Tuesday, 8 April 2014

Medical Examiners use new technique to identify unidentified corpses at U.S. Border

Once successfully getting through the U.S.-Mexico border in Arizona, undocumented immigrants face a large stretch of desert terrain along with extreme and bouts with over exhaustion that usually spells doom for about 180 of the border crossers a year.

Pima County Medical Examiner Dr. Greg Hess and his office sees more mummified cases of border crosses than any other in the country, Fox News Latino reported.

Hess is tasked with examining the bodies that come in, but because the bodies have been sitting it out under the extreme heat in the desert sun, they mummify faster than normally, making the process of obtaining fingerprints virtually impossible.

"The skin loses water content and elasticity. It will mummify, which means it becomes very hard and firm and leathery," Hess said.

He also told Fox that finding official identification on the person doesn't help in the process because most of them carry false documentation.

However, a technique to rehydrate the people's hands and revert the mummification process that was developed in 2001 is now being used by Hess to identify the subjects.

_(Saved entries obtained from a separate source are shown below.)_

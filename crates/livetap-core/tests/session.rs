mod common;

use std::sync::Arc;
use std::thread;
use std::time::{Duration, Instant};

use common::{After, FakeLauncher};
use livetap_core::{
    CaptureConfig, CaptureError, CaptureLauncher, CaptureSession, Interrupt, StopReason,
};

fn session(launcher: &Arc<FakeLauncher>) -> CaptureSession {
    CaptureSession::with_launcher(
        CaptureConfig::default().with_interface("eth0"),
        Arc::clone(launcher) as Arc<dyn CaptureLauncher>,
    )
    .unwrap()
}

#[test]
fn sniff_stops_at_packet_count() {
    let launcher = Arc::new(
        FakeLauncher::new(&["eth0"]).plan(common::pcapng_capture(5), After::Hang),
    );
    let mut session = session(&launcher);

    let outcome = session
        .sniff_with(Some(3), None, &Interrupt::never())
        .unwrap();

    assert_eq!(outcome.reason, StopReason::Completed);
    assert_eq!(outcome.captured, 3);
    let numbers: Vec<u64> = session.packets().iter().map(|p| p.number).collect();
    assert_eq!(numbers, vec![1, 2, 3]);
    assert!(!session.is_attached());
    assert_eq!(launcher.process(0).terminations(), 1);
    assert!(launcher.launches()[0].windows(2).any(|w| w == ["-c", "3"]));
}

#[test]
fn sniff_runs_until_stream_ends_without_limit() {
    let launcher = Arc::new(
        FakeLauncher::new(&["eth0"]).plan(common::pcapng_capture(4), After::Exit),
    );
    let mut session = session(&launcher);

    let outcome = session.sniff_with(None, None, &Interrupt::never()).unwrap();

    assert!(outcome.completed());
    assert_eq!(session.packets().len(), 4);
    assert!(!session.is_attached());
}

#[test]
fn timeout_keeps_packets_and_clears_the_process() {
    let launcher = Arc::new(
        FakeLauncher::new(&["eth0"]).plan(common::pcapng_capture(2), After::Hang),
    );
    let mut session = session(&launcher);

    let started = Instant::now();
    let outcome = session
        .sniff_with(Some(10), Some(Duration::from_millis(300)), &Interrupt::never())
        .unwrap();

    assert_eq!(outcome.reason, StopReason::TimedOut);
    assert_eq!(session.packets().len(), 2);
    assert!(started.elapsed() >= Duration::from_millis(300));
    assert!(started.elapsed() < Duration::from_secs(5));
    assert!(!session.is_attached());
    assert!(!launcher.process(0).is_running());
    assert_eq!(launcher.process(0).terminations(), 1);
}

#[test]
fn silent_source_times_out_promptly() {
    let launcher = Arc::new(FakeLauncher::new(&["eth0"]));
    let mut session = session(&launcher);

    let started = Instant::now();
    let outcome = session
        .sniff_with(None, Some(Duration::from_millis(10)), &Interrupt::never())
        .unwrap();

    assert_eq!(outcome.reason, StopReason::TimedOut);
    assert_eq!(outcome.captured, 0);
    assert!(started.elapsed() < Duration::from_secs(2));
    assert!(!session.is_attached());

    // The session is reusable after a timeout.
    let again = session
        .sniff_with(None, Some(Duration::from_millis(10)), &Interrupt::never())
        .unwrap();
    assert_eq!(again.reason, StopReason::TimedOut);
    assert_eq!(launcher.process_count(), 2);
}

#[test]
fn interrupt_keeps_packets_already_captured() {
    let launcher = Arc::new(
        FakeLauncher::new(&["eth0"]).plan(common::pcapng_capture(2), After::Hang),
    );
    let mut session = session(&launcher);
    let (trigger, interrupt) = Interrupt::manual();

    let presser = thread::spawn(move || {
        thread::sleep(Duration::from_millis(200));
        trigger.trigger();
    });
    let outcome = session.sniff_with(None, None, &interrupt).unwrap();
    presser.join().unwrap();

    assert_eq!(outcome.reason, StopReason::Interrupted);
    assert_eq!(outcome.captured, 2);
    assert_eq!(session.packets().len(), 2);
    assert!(!session.is_attached());
}

#[test]
fn dropped_interrupt_trigger_does_not_stop_the_run() {
    let launcher = Arc::new(
        FakeLauncher::new(&["eth0"]).plan(common::pcapng_capture(3), After::Exit),
    );
    let mut session = session(&launcher);
    let (trigger, interrupt) = Interrupt::manual();
    drop(trigger);

    let outcome = session.sniff_with(None, None, &interrupt).unwrap();
    assert!(outcome.completed());
    assert_eq!(outcome.captured, 3);
}

#[test]
fn repeated_sniffs_accumulate_and_use_fresh_processes() {
    let launcher = Arc::new(
        FakeLauncher::new(&["eth0"])
            .plan(common::pcapng_capture(2), After::Exit)
            .plan(common::pcapng_capture(3), After::Exit),
    );
    let mut session = session(&launcher);

    session.sniff_with(None, None, &Interrupt::never()).unwrap();
    let second = session.sniff_with(None, None, &Interrupt::never()).unwrap();

    assert_eq!(second.captured, 3);
    assert_eq!(session.packets().len(), 5);
    assert_eq!(launcher.process_count(), 2);
    assert_eq!(session.take_packets().len(), 5);
    assert!(session.packets().is_empty());
}

#[test]
fn decode_error_is_raised_after_cleanup() {
    let mut bytes = common::pcapng_capture(1);
    let packet = common::pcapng_udp_packet(9_000_000, 4000);
    bytes.extend_from_slice(&packet[..packet.len() - 6]);
    let launcher = Arc::new(FakeLauncher::new(&["eth0"]).plan(bytes, After::Exit));
    let mut session = session(&launcher);

    let err = session
        .sniff_with(None, None, &Interrupt::never())
        .unwrap_err();

    assert!(matches!(err, CaptureError::Decode(_)));
    assert!(!session.is_attached());
    assert_eq!(launcher.process(0).terminations(), 1);
    assert_eq!(session.packets().len(), 1);
}

#[test]
fn failing_capture_tool_is_an_error_after_cleanup() {
    let launcher = Arc::new(
        FakeLauncher::new(&["eth0"]).plan(common::pcapng_capture(2), After::Fail),
    );
    let mut session = session(&launcher);

    let err = session
        .sniff_with(Some(5), None, &Interrupt::never())
        .unwrap_err();

    match err {
        CaptureError::ProcessFailed { status, stderr } => {
            assert!(status.contains('2'));
            assert_eq!(stderr, common::FAILURE_MESSAGE);
        }
        other => panic!("unexpected error: {other}"),
    }
    assert_eq!(session.packets().len(), 2);
    assert!(!session.is_attached());
    assert_eq!(launcher.process(0).terminations(), 1);
}

#[test]
fn tool_exiting_without_a_capture_is_an_error() {
    let launcher = Arc::new(FakeLauncher::new(&["eth0"]).plan(Vec::new(), After::Exit));
    let mut session = session(&launcher);

    let err = session
        .sniff_with(None, Some(Duration::from_secs(5)), &Interrupt::never())
        .unwrap_err();

    assert!(matches!(
        &err,
        CaptureError::ProcessFailed { status, .. } if status.contains("without writing a capture")
    ));
    assert!(!session.is_attached());
}

#[test]
fn empty_capture_from_a_clean_exit_completes() {
    let launcher = Arc::new(
        FakeLauncher::new(&["eth0"]).plan(common::pcapng_header(), After::Exit),
    );
    let mut session = session(&launcher);

    let outcome = session.sniff_with(Some(3), None, &Interrupt::never()).unwrap();

    assert_eq!(outcome.reason, StopReason::Completed);
    assert_eq!(outcome.captured, 0);
}

#[test]
fn stream_yields_the_tool_failure_last() {
    let launcher = Arc::new(
        FakeLauncher::new(&["eth0"]).plan(common::pcapng_capture(1), After::Fail),
    );
    let mut session = session(&launcher);
    let mut stream = session.sniff_continuously(None).unwrap();

    assert_eq!(stream.next().unwrap().unwrap().number, 1);
    assert!(matches!(
        stream.next(),
        Some(Err(CaptureError::ProcessFailed { .. }))
    ));
    assert!(stream.next().is_none());
    assert!(!session.is_attached());
}

#[test]
fn timeout_is_not_reported_as_a_tool_failure() {
    let launcher = Arc::new(FakeLauncher::new(&["eth0"]).plan(Vec::new(), After::Hang));
    let mut session = session(&launcher);

    let outcome = session
        .sniff_with(None, Some(Duration::from_millis(100)), &Interrupt::never())
        .unwrap();

    assert_eq!(outcome.reason, StopReason::TimedOut);
    assert!(!session.is_attached());
}

#[test]
fn started_process_is_only_streamed_with_its_own_count() {
    let launcher = Arc::new(FakeLauncher::new(&["eth0"]));
    let mut session = session(&launcher);
    session.start(Some(5)).unwrap();

    let err = session.sniff_continuously(Some(3)).unwrap_err();
    assert!(matches!(err, CaptureError::Configuration(_)));
    assert!(session.sniff_continuously(None).is_err());
    assert!(session.is_attached());

    let stream = session.sniff_continuously(Some(5)).unwrap();
    assert_eq!(launcher.launches().len(), 1);
    assert!(launcher.launches()[0].windows(2).any(|w| w == ["-c", "5"]));
    drop(stream);
    assert!(!session.is_attached());
}

#[test]
fn display_filter_is_rejected_before_anything_runs() {
    let launcher = Arc::new(FakeLauncher::new(&["eth0"]));
    let err = CaptureSession::with_launcher(
        CaptureConfig::default()
            .with_interface("eth0")
            .with_display_filter("dns"),
        Arc::clone(&launcher) as Arc<dyn CaptureLauncher>,
    )
    .unwrap_err();

    assert!(matches!(
        err,
        CaptureError::Configuration(message) if message.contains("display filter")
    ));
    assert!(launcher.launches().is_empty());

    let blank = CaptureSession::with_launcher(
        CaptureConfig::default()
            .with_interface("eth0")
            .with_display_filter(""),
        Arc::clone(&launcher) as Arc<dyn CaptureLauncher>,
    );
    assert!(blank.is_ok());
}

#[test]
fn start_failure_leaves_nothing_attached() {
    let launcher = Arc::new(FakeLauncher::failing(&["eth0"]));
    let mut session = session(&launcher);

    let err = session
        .sniff_with(Some(1), None, &Interrupt::never())
        .unwrap_err();

    assert!(matches!(err, CaptureError::SubprocessStart { .. }));
    assert!(!session.is_attached());
}

#[test]
fn stream_yields_packets_lazily_and_cleans_up_at_limit() {
    let launcher = Arc::new(FakeLauncher::new(&["eth0"]));
    let mut session = session(&launcher);

    let mut stream = session.sniff_continuously(Some(2)).unwrap();
    let process = launcher.process(0);
    process.push(common::pcapng_udp_packet(0, 1000));
    let first = stream.next().unwrap().unwrap();
    assert_eq!(first.number, 1);
    assert!(session.is_attached());

    process.push(common::pcapng_udp_packet(1_000_000, 1001));
    process.push(common::pcapng_udp_packet(2_000_000, 1002));
    assert_eq!(stream.next().unwrap().unwrap().number, 2);
    assert!(stream.next().is_none());
    assert!(stream.is_closed());
    assert!(!session.is_attached());
    assert_eq!(process.terminations(), 1);
}

#[test]
fn stream_cancel_from_another_thread_unblocks_the_reader() {
    let launcher = Arc::new(FakeLauncher::new(&["eth0"]));
    let mut session = session(&launcher);
    let stream = session.sniff_continuously(None).unwrap();
    let canceller = stream.canceller();

    let consumer = thread::spawn(move || stream.count());
    thread::sleep(Duration::from_millis(100));
    canceller.cancel().unwrap();

    assert_eq!(consumer.join().unwrap(), 0);
    assert!(!session.is_attached());
    assert!(matches!(
        canceller.cancel(),
        Err(CaptureError::CancellationDelivery)
    ));
    assert_eq!(launcher.process(0).terminations(), 1);
}

#[test]
fn closing_a_stream_twice_terminates_once() {
    let launcher = Arc::new(FakeLauncher::new(&["eth0"]));
    let mut session = session(&launcher);
    let mut stream = session.sniff_continuously(None).unwrap();

    stream.close();
    stream.close();
    drop(stream);
    session.cleanup();

    assert_eq!(launcher.process(0).terminations(), 1);
}

#[test]
fn dropping_the_session_terminates_a_live_stream() {
    let launcher = Arc::new(FakeLauncher::new(&["eth0"]));
    let mut session = session(&launcher);
    let mut stream = session.sniff_continuously(None).unwrap();
    drop(session);

    assert_eq!(launcher.process(0).terminations(), 1);
    assert!(stream.next().is_none());
}

#[test]
fn parameters_follow_interface_order() {
    let launcher = Arc::new(FakeLauncher::new(&["eth0", "wlan0", "lo"]));
    let session = CaptureSession::with_launcher(
        CaptureConfig::default().with_bpf_filter("udp"),
        Arc::clone(&launcher) as Arc<dyn CaptureLauncher>,
    )
    .unwrap();

    let params = session.get_parameters(None);
    let interfaces: Vec<&str> = params
        .windows(2)
        .filter(|w| w[0] == "-i")
        .map(|w| w[1].as_str())
        .collect();
    assert_eq!(interfaces, vec!["eth0", "wlan0", "lo"]);
    assert_eq!(params[params.len() - 2..], ["-f", "udp"]);
    assert!(launcher.launches().is_empty());
}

"We can rehydrate mummified hands using a sodium hydroxide solution ... that return the plumpness to the skin, the elasticity of it. So that you can take fingerprints," Hess said.

Hess said he places the mummified hands in the solution and lets them soak for 72 hours, but no more than that because the tissue can dissolve if is rehydrated for too long.

The rehydration process costs less than $100 per body but Hess the price is worth it because it allows a family to have closure.

"There is a sense of satisfaction in making that identification so there can be closure for the family, regardless of whether or not it's a family in the United States or from some other country," Hess said. "We try to provide that."